As I said when reviewing the IPO, it may be best to wait and see what transpires for this trust.

Patisserie (CAKE) and the recent General Meeting have been covered in several previous blog posts. I have previously mentioned that I was not happy that Luke Johnson did not answer my questions – he ruled them out along with a lot of others. When can a Chairman refuse to answer questions in a General Meeting? It was always judged to be matter of common law that questions should be answered but that has now actually been put into a Regulation.

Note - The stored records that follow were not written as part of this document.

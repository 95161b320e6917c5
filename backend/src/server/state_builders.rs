//! Helpers for assembling HTTP state from server configuration.

use std::sync::Arc;

use bookshelf::domain::ports::KeyValueStore;
use bookshelf::domain::{LedgerReconciler, LibraryService, LoanPolicy};
use bookshelf::inbound::http::state::{HttpState, HttpStatePorts};
use bookshelf::outbound::storage::{DirectoryKeyValueStore, InMemoryKeyValueStore};
use mockable::DefaultClock;
use tracing::{info, warn};

use super::ServerConfig;

/// Open the configured ledger store.
///
/// # Errors
/// Returns [`std::io::Error`] when the ledger directory cannot be opened.
fn build_ledger_store(config: &ServerConfig) -> std::io::Result<Arc<dyn KeyValueStore>> {
    match &config.ledger_dir {
        Some(dir) => {
            let store = DirectoryKeyValueStore::open(dir).map_err(|error| {
                std::io::Error::other(format!("failed to open ledger directory {dir}: {error}"))
            })?;
            info!(path = %dir, "ledgers persisted to directory");
            Ok(Arc::new(store))
        }
        None => {
            warn!("no ledger directory configured; ledgers are lost on restart");
            Ok(Arc::new(InMemoryKeyValueStore::default()))
        }
    }
}

/// Wire the library service and roster into the handler ports.
///
/// # Errors
/// Propagates failures from [`build_ledger_store`].
pub(super) fn build_http_state(config: &ServerConfig) -> std::io::Result<HttpState> {
    let store = build_ledger_store(config)?;
    let reconciler = LedgerReconciler::new(store, Arc::clone(&config.catalog));
    let library = Arc::new(LibraryService::new(
        reconciler,
        LoanPolicy::new(Arc::new(DefaultClock)),
    ));
    Ok(HttpState::new(HttpStatePorts {
        login: config.roster.clone(),
        profile: config.roster.clone(),
        ledger: library.clone(),
        library,
    }))
}
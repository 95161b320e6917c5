//! User roster records and JSON loading.

use std::fmt;

use camino::Utf8Path;
use serde::{Deserialize, Serialize};

use crate::error::DatasetError;
use crate::io::read_dataset;
use crate::validation::validate_users;

/// Role recorded for a roster user.
#[derive(Debug, Clone, Copy, PartialEq, Eq, Hash, Serialize, Deserialize)]
#[serde(rename_all = "lowercase")]
pub enum RoleRecord {
    /// Library administrator.
    Admin,
    /// Regular patron.
    User,
}

/// Account status recorded for a roster user.
#[derive(Debug, Clone, Copy, Default, PartialEq, Eq, Hash, Serialize, Deserialize)]
#[serde(rename_all = "lowercase")]
pub enum StatusRecord {
    /// The account may sign in.
    #[default]
    Active,
    /// The account is disabled.
    Inactive,
}

/// A roster user as stored in the fixture file.
///
/// The password is demo fixture data compared verbatim by the backend login
/// service; it is redacted from `Debug` output.
#[derive(Clone, PartialEq, Eq, Serialize, Deserialize)]
pub struct UserRecord {
    /// Unique positive identifier, also the ledger key.
    pub id: u64,
    /// Unique login name.
    pub username: String,
    /// Plain demo password.
    pub password: String,
    /// Account role.
    pub role: RoleRecord,
    /// Contact e-mail address.
    #[serde(default)]
    pub email: String,
    /// Contact phone number.
    #[serde(default)]
    pub phone: String,
    /// Account status.
    #[serde(default)]
    pub status: StatusRecord,
}

impl fmt::Debug for UserRecord {
    fn fmt(&self, f: &mut fmt::Formatter<'_>) -> fmt::Result {
        f.debug_struct("UserRecord")
            .field("id", &self.id)
            .field("username", &self.username)
            .field("password", &"<redacted>")
            .field("role", &self.role)
            .field("email", &self.email)
            .field("phone", &self.phone)
            .field("status", &self.status)
            .finish()
    }
}

/// Validated user roster.
///
/// ## Invariants
/// - Every `id` is positive and unique.
/// - Every username is non-blank and unique.
#[derive(Debug, Clone, Default, PartialEq, Eq)]
pub struct UserRoster {
    users: Vec<UserRecord>,
}

impl UserRoster {
    /// Parses a roster from a JSON array.
    ///
    /// # Errors
    ///
    /// Returns [`DatasetError::ParseError`] for malformed JSON and the
    /// validation variants for structural problems.
    pub fn from_json(json: &str) -> Result<Self, DatasetError> {
        let users: Vec<UserRecord> =
            serde_json::from_str(json).map_err(|e| DatasetError::ParseError {
                message: e.to_string(),
            })?;
        Self::from_records(users)
    }

    /// Loads a roster from a JSON file.
    ///
    /// # Errors
    ///
    /// Returns [`DatasetError::IoError`] if the file cannot be read, or any
    /// error [`UserRoster::from_json`] can return.
    pub fn from_file(path: &Utf8Path) -> Result<Self, DatasetError> {
        let contents = read_dataset(path)?;
        Self::from_json(&contents)
    }

    /// Builds a roster from already-parsed records.
    ///
    /// # Errors
    ///
    /// Returns the first validation failure found, in record order.
    pub fn from_records(users: Vec<UserRecord>) -> Result<Self, DatasetError> {
        validate_users(&users)?;
        Ok(Self { users })
    }

    /// Returns the records in fixture order.
    #[must_use]
    pub fn users(&self) -> &[UserRecord] {
        &self.users
    }

    /// Finds a user by exact username.
    #[must_use]
    pub fn find_by_username(&self, username: &str) -> Option<&UserRecord> {
        self.users.iter().find(|user| user.username == username)
    }

    /// Finds a user by identifier.
    #[must_use]
    pub fn find_by_id(&self, id: u64) -> Option<&UserRecord> {
        self.users.iter().find(|user| user.id == id)
    }
}
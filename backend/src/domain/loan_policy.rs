//! Due-date and overdue rules for borrowed books.
//!
//! Nothing here is persisted: the due date is recomputed from the clock on
//! every read, so it always sits [`LOAN_PERIOD_DAYS`] days ahead.

use std::sync::Arc;

use chrono::{DateTime, TimeDelta, Utc};
use mockable::Clock;

use super::BookId;

/// Length of a loan, and of an extension.
pub const LOAN_PERIOD_DAYS: i64 = 14;

/// Every book whose id is a multiple of this is reported overdue.
const OVERDUE_MODULUS: u64 = 7;

/// Clock-driven loan rules.
#[derive(Clone)]
pub struct LoanPolicy {
    clock: Arc<dyn Clock + Send + Sync>,
}

impl LoanPolicy {
    /// Create a policy reading time from `clock`.
    pub fn new(clock: Arc<dyn Clock + Send + Sync>) -> Self {
        Self { clock }
    }

    /// Current instant according to the injected clock.
    pub fn now(&self) -> DateTime<Utc> {
        self.clock.utc()
    }

    /// Due date for a loan read now.
    pub fn due_date(&self) -> DateTime<Utc> {
        self.now() + TimeDelta::days(LOAN_PERIOD_DAYS)
    }

    /// Placeholder overdue rule: ids divisible by seven.
    ///
    /// # Examples
    /// ```
    /// use bookshelf::domain::{BookId, LoanPolicy};
    ///
    /// assert!(LoanPolicy::is_overdue(BookId::new(14).unwrap()));
    /// assert!(!LoanPolicy::is_overdue(BookId::new(15).unwrap()));
    /// ```
    pub fn is_overdue(book: BookId) -> bool {
        book.get() % OVERDUE_MODULUS == 0
    }

    /// New due date announced by an extension. Nothing is recorded.
    pub fn extended_due_date(&self) -> DateTime<Utc> {
        self.due_date()
    }
}
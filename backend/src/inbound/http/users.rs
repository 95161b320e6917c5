//! Sign-in and current-user handlers.
//!
//! ```text
//! POST /api/v1/login {"username":"ada","password":"lovelace"}
//! POST /api/v1/logout
//! GET  /api/v1/users/me
//! ```

use actix_web::{HttpResponse, get, post, web};
use serde::{Deserialize, Serialize};
use serde_json::json;
use tracing::info;

use crate::domain::{Error, LoginCredentials, LoginValidationError, User};
use crate::inbound::http::ApiResult;
use crate::inbound::http::session::SessionContext;
use crate::inbound::http::state::HttpState;

/// Login request body for `POST /api/v1/login`.
#[derive(Deserialize, Serialize, utoipa::ToSchema)]
#[serde(rename_all = "camelCase")]
pub struct LoginRequest {
    /// Roster username.
    pub username: String,
    /// Roster password.
    pub password: String,
}

impl TryFrom<LoginRequest> for LoginCredentials {
    type Error = LoginValidationError;

    fn try_from(value: LoginRequest) -> Result<Self, Self::Error> {
        Self::try_from_parts(&value.username, &value.password)
    }
}

fn map_login_validation_error(err: LoginValidationError) -> Error {
    match err {
        LoginValidationError::EmptyUsername => Error::invalid_request("username must not be empty")
            .with_details(json!({ "field": "username", "code": "empty_username" })),
        LoginValidationError::EmptyPassword => Error::invalid_request("password must not be empty")
            .with_details(json!({ "field": "password", "code": "empty_password" })),
    }
}

/// Authenticate against the roster and start a session.
#[utoipa::path(
    post,
    path = "/api/v1/login",
    request_body = LoginRequest,
    responses(
        (status = 200, description = "Signed in", body = User,
            headers(("Set-Cookie" = String, description = "Session cookie"))),
        (status = 400, description = "Invalid request", body = Error),
        (status = 401, description = "Invalid credentials or inactive account", body = Error),
        (status = 500, description = "Internal server error", body = Error)
    ),
    tags = ["users"],
    operation_id = "login",
    security([])
)]
#[post("/login")]
pub async fn login(
    state: web::Data<HttpState>,
    session: SessionContext,
    payload: web::Json<LoginRequest>,
) -> ApiResult<web::Json<User>> {
    let credentials =
        LoginCredentials::try_from(payload.into_inner()).map_err(map_login_validation_error)?;
    let user_id = state.login.authenticate(&credentials).await?;
    let profile = state.profile.fetch_profile(user_id).await?;
    session.persist_user(user_id)?;
    Ok(web::Json(profile))
}

/// End the session.
#[utoipa::path(
    post,
    path = "/api/v1/logout",
    responses((status = 204, description = "Session cleared")),
    tags = ["users"],
    operation_id = "logout"
)]
#[post("/logout")]
pub async fn logout(session: SessionContext) -> ApiResult<HttpResponse> {
    if let Some(user_id) = session.user_id()? {
        info!(user_id = %user_id, "user signed out");
    }
    session.clear();
    Ok(HttpResponse::NoContent().finish())
}

/// Profile of the signed-in user.
#[utoipa::path(
    get,
    path = "/api/v1/users/me",
    responses(
        (status = 200, description = "Current user", body = User),
        (status = 401, description = "Not logged in", body = Error),
        (status = 404, description = "User no longer in roster", body = Error)
    ),
    tags = ["users"],
    operation_id = "currentUser"
)]
#[get("/users/me")]
pub async fn current_user(
    state: web::Data<HttpState>,
    session: SessionContext,
) -> ApiResult<web::Json<User>> {
    let user_id = session.require_user_id()?;
    let user = state.profile.fetch_profile(user_id).await?;
    Ok(web::Json(user))
}
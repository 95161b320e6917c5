//! Capability-scoped dataset file reads.

use camino::{Utf8Path, Utf8PathBuf};
use cap_std::{ambient_authority, fs::Dir};

use crate::error::DatasetError;

/// Read a dataset file through a handle on its parent directory.
pub(crate) fn read_dataset(path: &Utf8Path) -> Result<String, DatasetError> {
    let io_error = |message: String| DatasetError::IoError {
        path: path.to_path_buf(),
        message,
    };

    let file_name = path
        .file_name()
        .ok_or_else(|| io_error("dataset path must name a file".to_owned()))?;
    let parent = match path.parent() {
        Some(parent) if !parent.as_str().is_empty() => parent.to_path_buf(),
        _ => Utf8PathBuf::from("."),
    };

    let dir = Dir::open_ambient_dir(&parent, ambient_authority())
        .map_err(|err| io_error(err.to_string()))?;
    dir.read_to_string(file_name)
        .map_err(|err| io_error(err.to_string()))
}
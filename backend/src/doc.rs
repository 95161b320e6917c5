//! OpenAPI documentation configuration.
//!
//! [`ApiDoc`] registers every handler in the HTTP adapter, the wire DTOs
//! and the session cookie security scheme. Swagger UI serves it in debug
//! builds and `openapi-dump` writes it out for tooling.

use utoipa::openapi::security::{ApiKey, ApiKeyValue, SecurityScheme};
use utoipa::{Modify, OpenApi};

use crate::domain::{
    AccountStatus, AnnotatedBook, CatalogPage, CatalogStats, Error, ErrorCode, ExtensionNotice,
    LoanReport, LoanSummary, LoanView, Role, User, UserLedger,
};
use crate::inbound::http::users::LoginRequest;

/// Enrich the generated document with the session cookie security scheme.
struct SecurityAddon;

impl Modify for SecurityAddon {
    fn modify(&self, openapi: &mut utoipa::openapi::OpenApi) {
        let components = openapi
            .components
            .get_or_insert_with(utoipa::openapi::Components::default);

        components.add_security_scheme(
            "SessionCookie",
            SecurityScheme::ApiKey(ApiKey::Cookie(ApiKeyValue::with_description(
                "session",
                "Session cookie issued by POST /api/v1/login.",
            ))),
        );
    }
}

/// OpenAPI document for the REST API.
#[derive(OpenApi)]
#[openapi(
    modifiers(&SecurityAddon),
    info(
        title = "Bookshelf API",
        description = "Library catalogue browsing with per-user borrow and favourite ledgers."
    ),
    servers(
        (url = "/", description = "Relative to the deployment base URL")
    ),
    security(("SessionCookie" = [])),
    paths(
        crate::inbound::http::users::login,
        crate::inbound::http::users::logout,
        crate::inbound::http::users::current_user,
        crate::inbound::http::books::browse_books,
        crate::inbound::http::books::list_authors,
        crate::inbound::http::books::get_ledger,
        crate::inbound::http::favorites::list_favorites,
        crate::inbound::http::favorites::toggle_favorite,
        crate::inbound::http::favorites::remove_favorite,
        crate::inbound::http::loans::list_loans,
        crate::inbound::http::loans::borrow_book,
        crate::inbound::http::loans::return_book,
        crate::inbound::http::loans::extend_loan,
        crate::inbound::http::health::ready,
        crate::inbound::http::health::live,
    ),
    components(schemas(
        Error,
        ErrorCode,
        User,
        Role,
        AccountStatus,
        LoginRequest,
        UserLedger,
        AnnotatedBook,
        CatalogPage,
        CatalogStats,
        LoanView,
        LoanSummary,
        LoanReport,
        ExtensionNotice
    )),
    tags(
        (name = "users", description = "Sign-in and profile"),
        (name = "books", description = "Catalogue browsing"),
        (name = "ledger", description = "Raw per-user ledger"),
        (name = "favorites", description = "Favourite list"),
        (name = "loans", description = "Borrowing"),
        (name = "health", description = "Endpoints for health checks")
    )
)]
pub struct ApiDoc;
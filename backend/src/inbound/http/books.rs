//! Catalogue browsing handlers.
//!
//! ```text
//! GET /api/v1/books?title=dune&author=Frank%20Herbert&page=2
//! GET /api/v1/books/authors
//! GET /api/v1/ledger
//! ```
//!
//! Browsing works signed out; entries are then simply not annotated.

use std::sync::Arc;

use actix_web::{get, web};
use serde::Deserialize;
use serde_json::json;
use utoipa::IntoParams;

use crate::domain::ports::LibraryQuery;
use crate::domain::{
    BookId, BrowseRequest, CatalogPage, CatalogQuery, Error, UserId, UserLedger,
};
use crate::inbound::http::ApiResult;
use crate::inbound::http::blocking::run_blocking;
use crate::inbound::http::session::SessionContext;
use crate::inbound::http::state::HttpState;

/// Query string for `GET /api/v1/books`.
#[derive(Debug, Default, Deserialize, IntoParams)]
#[into_params(parameter_in = Query)]
pub struct BrowseParams {
    /// Case-insensitive title fragment.
    pub title: Option<String>,
    /// Exact author name.
    pub author: Option<String>,
    /// 1-based page number; defaults to 1.
    pub page: Option<usize>,
}

impl From<BrowseParams> for BrowseRequest {
    fn from(params: BrowseParams) -> Self {
        Self {
            query: CatalogQuery {
                title: params.title.unwrap_or_default().trim().to_owned(),
                author: params.author.unwrap_or_default(),
            },
            page: params.page.unwrap_or(1),
        }
    }
}

/// Parse a raw path segment as a book id without consulting the catalogue.
///
/// Removal routes use this so ids dropped from the catalogue can still be
/// cleared from a ledger.
pub(crate) fn book_id(raw: u64) -> Result<BookId, Error> {
    BookId::new(raw).ok_or_else(|| {
        Error::invalid_request("book id must be positive")
            .with_details(json!({ "field": "bookId", "code": "invalid_book_id" }))
    })
}

/// Validate a raw path segment as a catalogue id the service knows.
///
/// Runs before any ledger call so unknown ids never reach the store.
pub(crate) fn known_book(library: &dyn LibraryQuery, raw: u64) -> Result<BookId, Error> {
    let book = book_id(raw)?;
    if library.contains_book(book) {
        Ok(book)
    } else {
        Err(Error::not_found(format!("book {book} not found"))
            .with_details(json!({ "bookId": raw, "code": "unknown_book" })))
    }
}

/// Load the caller's ledger, answering `401` when nobody is signed in.
pub(crate) fn current_ledger(
    library: &dyn LibraryQuery,
    user: Option<UserId>,
) -> Result<UserLedger, Error> {
    library
        .ledger(user)?
        .ok_or_else(|| Error::unauthorized("not logged in"))
}

/// Browse the catalogue.
#[utoipa::path(
    get,
    path = "/api/v1/books",
    params(BrowseParams),
    responses(
        (status = 200, description = "Annotated catalogue page", body = CatalogPage),
        (status = 503, description = "Ledger store unavailable", body = Error)
    ),
    tags = ["books"],
    operation_id = "browseBooks",
    security([])
)]
#[get("/books")]
pub async fn browse_books(
    state: web::Data<HttpState>,
    session: SessionContext,
    params: web::Query<BrowseParams>,
) -> ApiResult<web::Json<CatalogPage>> {
    let user = session.user_id()?;
    let request = BrowseRequest::from(params.into_inner());
    let library = Arc::clone(&state.library);
    let page = run_blocking(move || library.browse(user, &request)).await?;
    Ok(web::Json(page))
}

/// Distinct authors for the search filter.
#[utoipa::path(
    get,
    path = "/api/v1/books/authors",
    responses((status = 200, description = "Sorted author names", body = [String])),
    tags = ["books"],
    operation_id = "listAuthors",
    security([])
)]
#[get("/books/authors")]
pub async fn list_authors(state: web::Data<HttpState>) -> web::Json<Vec<String>> {
    web::Json(state.library.authors())
}

/// The signed-in user's raw ledger.
#[utoipa::path(
    get,
    path = "/api/v1/ledger",
    responses(
        (status = 200, description = "Borrowed and favourite ids", body = UserLedger),
        (status = 401, description = "Not logged in", body = Error),
        (status = 503, description = "Ledger store unavailable", body = Error)
    ),
    tags = ["ledger"],
    operation_id = "getLedger"
)]
#[get("/ledger")]
pub async fn get_ledger(
    state: web::Data<HttpState>,
    session: SessionContext,
) -> ApiResult<web::Json<UserLedger>> {
    let user = session.require_user_id()?;
    let library = Arc::clone(&state.library);
    let ledger = run_blocking(move || current_ledger(library.as_ref(), Some(user))).await?;
    Ok(web::Json(ledger))
}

I have written to Mr Johnson and my letter includes these paragraphs:

  1. As regards the conduct of the General Meeting, I suggest you not only handled it badly as Chairman but that refusing to answer my questions was a breach of The Companies (Shareholders’ Rights) Regulations 2009. There are valid grounds on which you can refuse to answer questions at General Meetings but the reason you gave for not answering mine (refusal to answer any questions that might prejudice the investigations) was not a valid one.
  2. Holding a meeting a 9.00 am is also not good practice. This note published by ShareSoc (and partly written by me) gives guidance on how to run general meetings, and includes references to the law on the subject: https://www.sharesoc.org/How_To_Run_General_Meetings.pdf

If you study the aforementioned regulations, you will see that the directors can refuse to answer questions that would require disclosure of confidential information or “if it is undesirable in the interests of the company or the good order of the meeting that the question be answered”. That may be quite broad but it hardly covers the questions I posed and the answers to my questions would certainly not have prejudiced any investigations.

I have therefore asked him to answer the questions in my letter. He may have other things on his mind, but all company directors should be aware of the law, or take legal advice when required.

Shareholders should not allow directors to ignore their responsibility to answer reasonable questions.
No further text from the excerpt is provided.